From my facebook feed. I managed to solve both of these, but they took FAR longer than I think they should have. Mate in 2 should be easy, I think, if you are sure mate in 2 can be assured, even if it is something you would never find if you didn’t know it existed.
But my question for all of you is: is there something I can click on in these puzzles to see the solution, if I can’t find it for myself? (I was already in the process of posting the first one here, asking for the solution, when I found the solution). URL below is a link to the reel on facebook, I believe.
This is a good plugin to your phone or browser if you want to go that route https://chessvision.ai/
The more manual route is to go to lichess.org, click on board editor and input the pieces, then click analyze.
answer to the first
And the second
i just read the arguments and figure out which i agree with
Decent puzzles. Found both fairly quickly. But the first was a similar, there’s no way there is a mate in two here, and would not have found it if I didn’t know that. Also wouldn’t have needed to find it in an actual game.
As others have said, if I give up, I’ll read the comments and verify myself.
Consider that the Rook is currently blocked by a pawn that could be promoted.
got it
was thinking there were 3 possible moves to avoid a Stalemate
missed 5 other possible moves
1 Like
in addition to moving the rook, anywhere
OK, now really stuck on today’s. Here is how the puzzle appeared on Facebook:
Here I have input the board into Lichess.org
But I don’t see any “Analyze” button to click. Am I doing something wrong in Lichess?
I watch a lot of chess videos, even though I stink at the game.
But a hint for many many chess puzzles is to figure out when, where, and why a Queen sac is the best move.
I like these chess youtubers:
I like the NY guy that goes by Gotham Chess. He’s high energy and just funny to watch.
The Botez sisters are cute, but I find them conceited and annoying.
A guy called King’s Bishop has good puzzles-of-the-day.
I like Anna Cramling. She’s kinda adorable.
But there’s an Indian guy called Sadistic Tushi that is hysterical with all his own made-up jargon for pieces and moves… “Hop out the pony, bring in the juicer, chase the chicken, give him the candy, sac the fatty queen, and smother the chicken!”
It appears the website is slightly different than the app, but the grayed out x on the right, that says SF 16 NNUE is the engine. Click on that to turn it on for the answer.
The other thing though- this puzzle has the board upside down even though its whites move, so you’d have to flip the coordinates
I don’t necessarily understand. What do you mean “upside down”? Perhaps that’s why I can’t find the solution on my own. Consider the white pawn in H3 of the diagram (the original diagram, not the Lichess one). If I wanted to move that pawn, could I move it to H2 or H4? I was assuming H2 (I think; or maybe not. But in any case if you clarify what the problem is supposed to be I’ll have a better shot at answering it.)

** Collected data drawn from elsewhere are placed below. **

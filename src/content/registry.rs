use crate::models::RegistryItem;

/// Shown when a registry image fails to load
pub const REGISTRY_PLACEHOLDER: &str = "https://placehold.co/800x600/e8ddd4/5e4838?text=Gift";

#[allow(clippy::too_many_arguments)]
fn item(
    id: &str,
    label: &str,
    description: &str,
    price: f64,
    image: &str,
    alt: &str,
    requested_quantity: Option<u32>,
    received_quantity: u32,
    purchase_link: &str,
) -> RegistryItem {
    RegistryItem {
        id: id.to_string(),
        label: label.to_string(),
        description: description.to_string(),
        price,
        image: image.to_string(),
        alt: alt.to_string(),
        requested_quantity,
        received_quantity,
        purchase_link: purchase_link.to_string(),
        is_special_fund: false,
    }
}

/// Built-in registry used until (or instead of) the backend list
pub fn initial_registry_items() -> Vec<RegistryItem> {
    vec![
        RegistryItem {
            is_special_fund: true,
            ..item(
                "family-recipes",
                "Family Recipes",
                "Share your favorite family recipes with us! We'd love to cook your cherished dishes in our new home together.",
                0.0,
                "https://picsum.photos/seed/recipes/800/600",
                "Handwritten recipe cards",
                None,
                0,
                "",
            )
        },
        item(
            "kitchenaid-mixer",
            "KitchenAid Stand Mixer",
            "A classic kitchen essential for baking together. We would love the Artisan series in any neutral color!",
            350.0,
            "https://picsum.photos/seed/mixer/800/600",
            "KitchenAid Stand Mixer",
            Some(1),
            0,
            "https://www.williams-sonoma.com",
        ),
        item(
            "le-creuset",
            "Le Creuset Dutch Oven",
            "Perfect for cozy soups and stews. The 5.5 quart size in any color would be wonderful.",
            400.0,
            "https://picsum.photos/seed/dutchoven/800/600",
            "Le Creuset Dutch Oven",
            Some(1),
            0,
            "https://www.lecreuset.com",
        ),
        item(
            "towel-set",
            "Luxury Bath Towel Set",
            "Soft, plush towels for our new home. We prefer white or neutral tones.",
            120.0,
            "https://picsum.photos/seed/towels/800/600",
            "Luxury bath towels",
            Some(2),
            1,
            "https://www.parachutehome.com",
        ),
        item(
            "dyson-vacuum",
            "Dyson Vacuum",
            "A powerful cordless vacuum to keep our home spotless. The V15 would be amazing!",
            650.0,
            "https://picsum.photos/seed/vacuum/800/600",
            "Dyson cordless vacuum",
            Some(1),
            0,
            "https://www.dyson.com",
        ),
        item(
            "dinner-plates",
            "Dinner Plate Set",
            "Beautiful everyday dinnerware for hosting friends and family. Service for 8 preferred.",
            200.0,
            "https://picsum.photos/seed/plates/800/600",
            "Ceramic dinner plates",
            Some(1),
            0,
            "https://www.crateandbarrel.com",
        ),
    ]
}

And in Lichess, without changing the diagram, it tells me to move the white king to B2 (in the Lichess labeling). If I wanted to Lichess to tell me black’s response to that (mainly for curiosity about how Lichess works, since the board is wrong), what would I do?
White starts on the “1” side and black on the “8” side. So indeed, in your problem, white is moving down. This is (likely) the reason you can’t find the solution.
Summary
There are 5 (I think) ways you can put the king in check and also restrict the remaining open square. One is illegal (currently) and the other four can be captured, but combining two of them will do the trick.
There is 1 move that forces which piece Black must move in response.